Por enquanto, porém, os sistemas de saúde pública em todo o Sul Global também foram desviados para o trabalho com coronavírus, dizem os cientistas, deixando artigos inéditos e mosquitos não coletados. E enquanto as vacinas para Zika e chikungunya estão em desenvolvimento há muitos anos, o fato de que os surtos dessas doenças são imprevisíveis e suas vítimas se aglomeram em países mais pobres – ao contrário dos do COVID-19 mais difundido – significa que as vacinas são difíceis de teste e menos lucrativo para a indústria farmacêutica e, portanto, ainda não chegou ao mercado.
Quanto às opções de engenharia para atingir os próprios mosquitos, novas tecnologias já estão no mundo, com o objetivo de remodelar esse bicho no nexo de tanto sofrimento.
Uma opção é uma bactéria chamada Wolbachia, criada em laboratório aegypti e depois em populações selvagens. Um patógeno ganancioso em si, a bactéria compete com os vírus que querem pegar carona no ciclo de vida do mosquito. Testado na Indonésia, Malásia e até mesmo em Fresno, Califórnia, reduz a capacidade do mosquito de espalhar doenças.
Uma opção ainda mais formidável pode ser o gene drive, um tipo de modificação genética que espalharia genes alterados de alguns mosquitos estéreis ou livres de doenças em populações selvagens inteiras. O método está passando por testes preliminares em Burkina Faso e em outros lugares, e aegypti está no topo da lista de alvos potenciais.
Enquanto isso, tipos menos sofisticados de aegypti geneticamente alterados já estão soltos na natureza. De 2013 a 2015, por exemplo, um programa de controle de mosquitos liberou milhões de mosquitos machos modificados projetados por uma empresa britânica chamada Oxitec na cidade de Jacobina, Brasil. A ideia era que, quando acasalassem com fêmeas selvagens, a prole resultante morreria na infância, fazendo com que as populações despencassem – o que aconteceu.
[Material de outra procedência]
//! MusicBrainz search response DTOs
//!
//! These types match what the `/release`, `/recording` and `/isrc/<code>`
//! endpoints return. Only the fields the resolver reads are declared; serde
//! ignores the rest.
//! DO NOT use these types outside the catalog module.
//!
//! API Reference: https://musicbrainz.org/doc/MusicBrainz_API/Search

use serde::{Deserialize, Serialize};

/// Release search response (`/release?query=...`)
///
/// `releases` is absent when the body is something else entirely (an error
/// payload, a different endpoint); that is "no results", not a failure.
#[derive(Debug, Clone, Default, Deserialize, Serialize)]
pub struct ReleaseSearch {
    pub releases: Option<Vec<Release>>,
}

/// Recording search response (`/recording?query=...`) and ISRC lookup
/// response (`/isrc/<code>?inc=artist-credits`)
#[derive(Debug, Clone, Default, Deserialize, Serialize)]
pub struct RecordingSearch {
    pub recordings: Option<Vec<Recording>>,
}

/// Release (album/single/EP)
#[derive(Debug, Clone, Deserialize, Serialize)]
#[serde(rename_all = "kebab-case")]
pub struct Release {
    /// MusicBrainz release ID
    #[serde(default)]
    pub id: String,
    /// Release title
    #[serde(default)]
    pub title: String,
    /// Search score (0-100)
    pub score: Option<u32>,
    /// Barcode, when the release has one
    pub barcode: Option<String>,
    /// Artist credits
    #[serde(default)]
    pub artist_credit: Vec<ArtistCredit>,
}

/// Recording (a distinct audio track)
#[derive(Debug, Clone, Deserialize, Serialize)]
#[serde(rename_all = "kebab-case")]
pub struct Recording {
    /// MusicBrainz recording ID
    #[serde(default)]
    pub id: String,
    /// Recording title
    #[serde(default)]
    pub title: String,
    /// Search score (0-100)
    pub score: Option<u32>,
    /// Artist credits
    #[serde(default)]
    pub artist_credit: Vec<ArtistCredit>,
}

/// Artist credit (can be multiple for collaborations)
#[derive(Debug, Clone, Deserialize, Serialize)]
pub struct ArtistCredit {
    /// The artist
    pub artist: Artist,
    /// How this artist is credited (may differ from official name)
    pub name: Option<String>,
    /// Join phrase (e.g., " & ", " feat. ")
    pub joinphrase: Option<String>,
}

/// Artist info
#[derive(Debug, Clone, Deserialize, Serialize)]
#[serde(rename_all = "kebab-case")]
pub struct Artist {
    /// MusicBrainz artist ID
    pub id: String,
    /// Official artist name
    pub name: String,
    /// Sort name (e.g., "Beatles, The")
    pub sort_name: Option<String>,
    /// Known aliases (search results include these)
    #[serde(default)]
    pub aliases: Vec<Alias>,
}

/// Artist alias
#[derive(Debug, Clone, Deserialize, Serialize)]
#[serde(rename_all = "kebab-case")]
pub struct Alias {
    pub name: String,
    pub sort_name: Option<String>,
    pub locale: Option<String>,
}

/// Anything that carries a title and a list of artist credits.
pub trait Credited {
    fn title(&self) -> &str;
    fn artist_credit(&self) -> &[ArtistCredit];
}

impl Credited for Release {
    fn title(&self) -> &str {
        &self.title
    }

    fn artist_credit(&self) -> &[ArtistCredit] {
        &self.artist_credit
    }
}

impl Credited for Recording {
    fn title(&self) -> &str {
        &self.title
    }

    fn artist_credit(&self) -> &[ArtistCredit] {
        &self.artist_credit
    }
}

// ============================================================================
// CONTRACT TESTS
// These verify our DTOs match what the real API returns.
// ============================================================================

#[cfg(test)]
mod contract_tests {
    use super::*;

    #[test]
    fn test_parse_release_search() {
        let json = r#"{
            "created": "2024-01-01T00:00:00.000Z",
            "count": 1,
            "offset": 0,
            "releases": [{
                "id": "rel-1",
                "score": 100,
                "title": "A Night at the Opera",
                "barcode": "602547288233",
                "artist-credit": [{
                    "name": "Queen",
                    "artist": {
                        "id": "0383dadf-2a4e-4d10-a46a-e9e041da8eb3",
                        "name": "Queen",
                        "sort-name": "Queen",
                        "aliases": [{"name": "Queen", "sort-name": "Queen", "locale": null}]
                    }
                }]
            }]
        }"#;

        let search: ReleaseSearch = serde_json::from_str(json).expect("Should parse release search");
        let releases = search.releases.expect("releases present");
        assert_eq!(releases.len(), 1);
        assert_eq!(releases[0].title, "A Night at the Opera");
        assert_eq!(releases[0].score, Some(100));
        assert_eq!(releases[0].artist_credit[0].artist.aliases.len(), 1);
    }

    #[test]
    fn test_missing_releases_key_is_none() {
        let search: ReleaseSearch =
            serde_json::from_str(r#"{"not-releases": []}"#).expect("Should parse");
        assert!(search.releases.is_none());
    }

    #[test]
    fn test_parse_isrc_lookup() {
        let json = r#"{
            "isrc": "GBUM71029604",
            "recordings": [{
                "id": "rec-1",
                "title": "Bohemian Rhapsody",
                "length": 354000,
                "artist-credit": [{
                    "name": "Queen",
                    "joinphrase": "",
                    "artist": {"id": "queen-id", "name": "Queen", "sort-name": "Queen"}
                }]
            }]
        }"#;

        let search: RecordingSearch = serde_json::from_str(json).expect("Should parse isrc lookup");
        let recordings = search.recordings.expect("recordings present");
        assert_eq!(recordings[0].artist_credit[0].artist.id, "queen-id");
        assert!(recordings[0].artist_credit[0].artist.aliases.is_empty());
    }

    #[test]
    fn test_wrong_shape_is_an_error() {
        let result: Result<ReleaseSearch, _> = serde_json::from_str(r#"{"releases": "nope"}"#);
        assert!(result.is_err());
    }
}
Aparentemente, porém, nem todos os descendentes condenados realmente morreram. Alguns encontraram uma maneira de viver e se reproduzir, transmitindo pequenos pedaços de si mesmos. Como Powell e outros pesquisadores apontaram em um estudo surpreendente em setembro passado, a população de aegypti selvagem perto de Jacobina agora contém uma pitada de genes de mosquitos do México e Cuba, onde os ancestrais dos mosquitos Oxitec foram colhidos.
Esse cruzamento pode ter realmente fortalecido o Jacobina aegypti , sugeriu o estudo – provocando uma tempestade na mídia, uma resposta feroz da Oxitec e a preocupação de vários coautores brasileiros de Powell. “Achei que era bastante conservador”, disse Powell, “mas parece que isso saiu do controle”. Neste verão, tanto a Agência de Proteção Ambiental dos EUA quanto o estado da Flórida concederam à Oxitec licenças para começar a liberar uma versão da mesma tecnologia nas Florida Keys, embora ainda haja obstáculos regulatórios a serem superados.
À medida que continuamos a influenciar sua evolução, aegypti, como sempre, está começando a responder. De pé na Ilha Goree, porém, não pensei muito sobre a magia de todas essas correções em andamento, ou a engenharia necessária, ou a consideração de consequências conhecidas e desconhecidas. Em vez disso, tirei um momento para me debruçar sobre o que já aconteceu.
E talvez com esse passado em mente, ou talvez por uma superstição mais simples, não atravessei o limiar da Porta Sem Retorno quando cheguei. Eu apenas fiquei ali, piscando na luz, olhando para as ondas azul-turquesa.